=== What to work on ===
Character for character, reproduce every entry below.

=== Material for the task ===
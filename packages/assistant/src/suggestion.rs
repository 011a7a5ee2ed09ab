//! Assistant-proposed document edits.

use serde::{Deserialize, Serialize};
use vitae_document::{ContentPatch, SectionId};

/// A patch the assistant proposes for one section.
///
/// Applying it goes through the same store path as a manual edit and is
/// re-validated against the *current* document at apply time — the document
/// may have changed shape since the suggestion was computed.
#[derive(Debug, Clone, PartialEq, Serialize, Deserialize)]
pub struct SuggestedEdit {
    pub target: SectionId,
    pub patch: ContentPatch,
}
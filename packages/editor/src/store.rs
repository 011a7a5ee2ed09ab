//! # Document Store
//!
//! Owns the document; all content and ordering mutations pass through it.
//!
//! Every operation is atomic: the replacement value is fully computed (and
//! validated by the registry schema) before anything is installed, so a
//! rejected mutation leaves the document byte-for-byte unchanged and an
//! observer never sees a half-applied state.

use crate::document::ResumeDocument;
use crate::errors::EditorError;
use crate::reorder::{self, MoveError};
use std::sync::Arc;
use vitae_document::{seed_sections, ContentPatch, Section, SectionId, SectionKind, SectionRegistry};

pub struct DocumentStore {
    registry: Arc<SectionRegistry>,
    document: ResumeDocument,
}

impl DocumentStore {
    pub fn new(
        registry: Arc<SectionRegistry>,
        sections: Vec<Section>,
    ) -> Result<Self, EditorError> {
        Ok(Self {
            registry,
            document: ResumeDocument::from_sections(sections)?,
        })
    }

    /// Store opened on the sample seed document.
    pub fn seeded(registry: Arc<SectionRegistry>) -> Result<Self, EditorError> {
        Self::new(registry, seed_sections())
    }

    /// Store opened on a previously persisted snapshot.
    pub fn from_snapshot(
        registry: Arc<SectionRegistry>,
        snapshot: ResumeDocument,
    ) -> Result<Self, EditorError> {
        // Re-validate: snapshots cross a trust boundary.
        for section in snapshot.sections() {
            let schema = registry.schema_for(section.kind)?;
            schema.validate(&section.content)?;
        }
        Ok(Self {
            registry,
            document: snapshot,
        })
    }

    pub fn document(&self) -> &ResumeDocument {
        &self.document
    }

    /// Immutable snapshot of the committed state.
    pub fn snapshot(&self) -> ResumeDocument {
        self.document.clone()
    }

    pub fn registry(&self) -> &SectionRegistry {
        &self.registry
    }

    /// Append a new section with the kind's default title and content.
    pub fn create_section(&mut self, kind: SectionKind) -> Result<SectionId, EditorError> {
        let schema = self.registry.schema_for(kind)?;
        let section = Section::new(kind, schema.default_title(), schema.default_content());
        let id = section.id.clone();

        self.document.push_section(section);
        tracing::debug!(section = %id, %kind, "created section");
        Ok(id)
    }

    /// Patch one section's content through its registry schema.
    pub fn update_section_content(
        &mut self,
        id: &SectionId,
        patch: &ContentPatch,
    ) -> Result<(), EditorError> {
        let index = self
            .document
            .index_of(id)
            .ok_or_else(|| EditorError::Stale { id: id.clone() })?;

        let section = &self.document.sections()[index];
        let schema = self.registry.schema_for(section.kind)?;
        let patched = schema.apply(&section.content, patch)?;

        self.document.replace_content(index, patched);
        tracing::debug!(section = %id, "updated section content");
        Ok(())
    }

    /// Move the section at `from` to `to`; no-op when they are equal.
    pub fn reorder(&mut self, from: usize, to: usize) -> Result<(), EditorError> {
        let reordered =
            reorder::move_item(self.document.sections(), from, to).map_err(|e| match e {
                MoveError::OutOfRange { index, len } => EditorError::Range { index, len },
            })?;

        if from == to {
            return Ok(());
        }

        self.document.replace_order(reordered);
        tracing::debug!(from, to, "reordered sections");
        Ok(())
    }

    /// Remove a section. Removal is idempotent: an absent id is a no-op.
    pub fn remove_section(&mut self, id: &SectionId) {
        if let Some(index) = self.document.index_of(id) {
            self.document.remove_at(index);
            tracing::debug!(section = %id, "removed section");
        }
    }
}

#[cfg(test)]
mod tests {
    use super::*;
    use vitae_document::PatchError;

    fn store() -> DocumentStore {
        DocumentStore::seeded(Arc::new(SectionRegistry::standard())).unwrap()
    }

    #[test]
    fn test_create_section_appends_with_defaults() {
        let mut store = store();
        let before = store.document().len();

        let id = store.create_section(SectionKind::Skills).unwrap();

        let doc = store.document();
        assert_eq!(doc.len(), before + 1);
        let created = doc.sections().last().unwrap();
        assert_eq!(created.id, id);
        assert_eq!(created.title, "Skills");
        assert_eq!(created.content.kind(), SectionKind::Skills);
    }

    #[test]
    fn test_create_section_fails_on_unregistered_kind() {
        let registry = Arc::new(SectionRegistry::empty());
        let mut store = DocumentStore::new(registry, vec![]).unwrap();

        let err = store.create_section(SectionKind::Personal).unwrap_err();
        assert!(matches!(err, EditorError::Configuration(_)));
    }

    #[test]
    fn test_rejected_patch_leaves_document_unchanged() {
        let mut store = store();
        let skills_id = store.document().sections()[3].id.clone();
        let before = store.snapshot();

        let err = store
            .update_section_content(
                &skills_id,
                &ContentPatch::AddSkill {
                    skill: "React".to_string(), // already in the seed set
                },
            )
            .unwrap_err();

        assert_eq!(
            err,
            EditorError::Validation(PatchError::DuplicateSkill("React".to_string()))
        );
        assert_eq!(store.snapshot(), before);
    }

    #[test]
    fn test_update_touches_only_the_target_section() {
        let mut store = store();
        let skills_id = store.document().sections()[3].id.clone();
        let before = store.snapshot();

        store
            .update_section_content(
                &skills_id,
                &ContentPatch::AddSkill {
                    skill: "Rust".to_string(),
                },
            )
            .unwrap();

        let after = store.snapshot();
        assert_eq!(after.len(), before.len());
        for (old, new) in before.sections().iter().zip(after.sections()) {
            if old.id == skills_id {
                assert_ne!(old.content, new.content);
            } else {
                assert_eq!(old, new);
            }
        }
    }

    #[test]
    fn test_update_unknown_id_is_stale() {
        let mut store = store();
        let ghost = SectionId::generate();

        let err = store
            .update_section_content(
                &ghost,
                &ContentPatch::AddSkill {
                    skill: "Rust".to_string(),
                },
            )
            .unwrap_err();

        assert_eq!(err, EditorError::Stale { id: ghost });
    }

    #[test]
    fn test_reorder_same_index_keeps_version() {
        let mut store = store();
        let before = store.snapshot();

        store.reorder(2, 2).unwrap();

        assert_eq!(store.snapshot(), before);
        assert_eq!(store.document().version(), before.version());
    }

    #[test]
    fn test_reorder_out_of_range() {
        let mut store = store();
        let len = store.document().len();

        let err = store.reorder(0, len).unwrap_err();
        assert_eq!(err, EditorError::Range { index: len, len });
    }

    #[test]
    fn test_remove_is_idempotent() {
        let mut store = store();
        let id = store.document().sections()[1].id.clone();

        store.remove_section(&id);
        let after_first = store.snapshot();

        store.remove_section(&id);
        assert_eq!(store.snapshot(), after_first);
    }

    #[test]
    fn test_snapshot_is_detached_from_live_state() {
        let mut store = store();
        let snapshot = store.snapshot();

        store.create_section(SectionKind::Projects).unwrap();

        assert_eq!(snapshot.len(), 6);
        assert_eq!(store.document().len(), 7);
    }
}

=== Your response ===
filename packages/assistant/src/suggestion.rs
repository 011a7a5ee2ed09ab
//! Assistant-proposed document edits.

use serde::{Deserialize, Serialize};
use vitae_document::{ContentPatch, SectionId};

/// A patch the assistant proposes for one section.
///
/// Applying it goes through the same store path as a manual edit and is
/// re-validated against the *current* document at apply time — the document
/// may have changed shape since the suggestion was computed.
#[derive(Debug, Clone, PartialEq, Serialize, Deserialize)]
pub struct SuggestedEdit {
    pub target: SectionId,
    pub patch: ContentPatch,
}
filename packages/editor/src/store.rs
repository 011a7a5ee2ed09ab
//! # Document Store
//!
//! Owns the document; all content and ordering mutations pass through it.
//!
//! Every operation is atomic: the replacement value is fully computed (and
//! validated by the registry schema) before anything is installed, so a
//! rejected mutation leaves the document byte-for-byte unchanged and an
//! observer never sees a half-applied state.

use crate::document::ResumeDocument;
use crate::errors::EditorError;
use crate::reorder::{self, MoveError};
use std::sync::Arc;
use vitae_document::{seed_sections, ContentPatch, Section, SectionId, SectionKind, SectionRegistry};

pub struct DocumentStore {
    registry: Arc<SectionRegistry>,
    document: ResumeDocument,
}

impl DocumentStore {
    pub fn new(
        registry: Arc<SectionRegistry>,
        sections: Vec<Section>,
    ) -> Result<Self, EditorError> {
        Ok(Self {
            registry,
            document: ResumeDocument::from_sections(sections)?,
        })
    }

    /// Store opened on the sample seed document.
    pub fn seeded(registry: Arc<SectionRegistry>) -> Result<Self, EditorError> {
        Self::new(registry, seed_sections())
    }

    /// Store opened on a previously persisted snapshot.
    pub fn from_snapshot(
        registry: Arc<SectionRegistry>,
        snapshot: ResumeDocument,
    ) -> Result<Self, EditorError> {
        // Re-validate: snapshots cross a trust boundary.
        for section in snapshot.sections() {
            let schema = registry.schema_for(section.kind)?;
            schema.validate(&section.content)?;
        }
        Ok(Self {
            registry,
            document: snapshot,
        })
    }

    pub fn document(&self) -> &ResumeDocument {
        &self.document
    }

    /// Immutable snapshot of the committed state.
    pub fn snapshot(&self) -> ResumeDocument {
        self.document.clone()
    }

    pub fn registry(&self) -> &SectionRegistry {
        &self.registry
    }

    /// Append a new section with the kind's default title and content.
    pub fn create_section(&mut self, kind: SectionKind) -> Result<SectionId, EditorError> {
        let schema = self.registry.schema_for(kind)?;
        let section = Section::new(kind, schema.default_title(), schema.default_content());
        let id = section.id.clone();

        self.document.push_section(section);
        tracing::debug!(section = %id, %kind, "created section");
        Ok(id)
    }

    /// Patch one section's content through its registry schema.
    pub fn update_section_content(
        &mut self,
        id: &SectionId,
        patch: &ContentPatch,
    ) -> Result<(), EditorError> {
        let index = self
            .document
            .index_of(id)
            .ok_or_else(|| EditorError::Stale { id: id.clone() })?;

        let section = &self.document.sections()[index];
        let schema = self.registry.schema_for(section.kind)?;
        let patched = schema.apply(&section.content, patch)?;

        self.document.replace_content(index, patched);
        tracing::debug!(section = %id, "updated section content");
        Ok(())
    }

    /// Move the section at `from` to `to`; no-op when they are equal.
    pub fn reorder(&mut self, from: usize, to: usize) -> Result<(), EditorError> {
        let reordered =
            reorder::move_item(self.document.sections(), from, to).map_err(|e| match e {
                MoveError::OutOfRange { index, len } => EditorError::Range { index, len },
            })?;

        if from == to {
            return Ok(());
        }

        self.document.replace_order(reordered);
        tracing::debug!(from, to, "reordered sections");
        Ok(())
    }

    /// Remove a section. Removal is idempotent: an absent id is a no-op.
    pub fn remove_section(&mut self, id: &SectionId) {
        if let Some(index) = self.document.index_of(id) {
            self.document.remove_at(index);
            tracing::debug!(section = %id, "removed section");
        }
    }
}

#[cfg(test)]
mod tests {
    use super::*;
    use vitae_document::PatchError;

    fn store() -> DocumentStore {
        DocumentStore::seeded(Arc::new(SectionRegistry::standard())).unwrap()
    }

    #[test]
    fn test_create_section_appends_with_defaults() {
        let mut store = store();
        let before = store.document().len();

        let id = store.create_section(SectionKind::Skills).unwrap();

        let doc = store.document();
        assert_eq!(doc.len(), before + 1);
        let created = doc.sections().last().unwrap();
        assert_eq!(created.id, id);
        assert_eq!(created.title, "Skills");
        assert_eq!(created.content.kind(), SectionKind::Skills);
    }

    #[test]
    fn test_create_section_fails_on_unregistered_kind() {
        let registry = Arc::new(SectionRegistry::empty());
        let mut store = DocumentStore::new(registry, vec![]).unwrap();

        let err = store.create_section(SectionKind::Personal).unwrap_err();
        assert!(matches!(err, EditorError::Configuration(_)));
    }

    #[test]
    fn test_rejected_patch_leaves_document_unchanged() {
        let mut store = store();
        let skills_id = store.document().sections()[3].id.clone();
        let before = store.snapshot();

        let err = store
            .update_section_content(
                &skills_id,
                &ContentPatch::AddSkill {
                    skill: "React".to_string(), // already in the seed set
                },
            )
            .unwrap_err();

        assert_eq!(
            err,
            EditorError::Validation(PatchError::DuplicateSkill("React".to_string()))
        );
        assert_eq!(store.snapshot(), before);
    }

    #[test]
    fn test_update_touches_only_the_target_section() {
        let mut store = store();
        let skills_id = store.document().sections()[3].id.clone();
        let before = store.snapshot();

        store
            .update_section_content(
                &skills_id,
                &ContentPatch::AddSkill {
                    skill: "Rust".to_string(),
                },
            )
            .unwrap();

        let after = store.snapshot();
        assert_eq!(after.len(), before.len());
        for (old, new) in before.sections().iter().zip(after.sections()) {
            if old.id == skills_id {
                assert_ne!(old.content, new.content);
            } else {
                assert_eq!(old, new);
            }
        }
    }

    #[test]
    fn test_update_unknown_id_is_stale() {
        let mut store = store();
        let ghost = SectionId::generate();

        let err = store
            .update_section_content(
                &ghost,
                &ContentPatch::AddSkill {
                    skill: "Rust".to_string(),
                },
            )
            .unwrap_err();

        assert_eq!(err, EditorError::Stale { id: ghost });
    }

    #[test]
    fn test_reorder_same_index_keeps_version() {
        let mut store = store();
        let before = store.snapshot();

        store.reorder(2, 2).unwrap();

        assert_eq!(store.snapshot(), before);
        assert_eq!(store.document().version(), before.version());
    }

    #[test]
    fn test_reorder_out_of_range() {
        let mut store = store();
        let len = store.document().len();

        let err = store.reorder(0, len).unwrap_err();
        assert_eq!(err, EditorError::Range { index: len, len });
    }

    #[test]
    fn test_remove_is_idempotent() {
        let mut store = store();
        let id = store.document().sections()[1].id.clone();

        store.remove_section(&id);
        let after_first = store.snapshot();

        store.remove_section(&id);
        assert_eq!(store.snapshot(), after_first);
    }

    #[test]
    fn test_snapshot_is_detached_from_live_state() {
        let mut store = store();
        let snapshot = store.snapshot();

        store.create_section(SectionKind::Projects).unwrap();

        assert_eq!(snapshot.len(), 6);
        assert_eq!(store.document().len(), 7);
    }
}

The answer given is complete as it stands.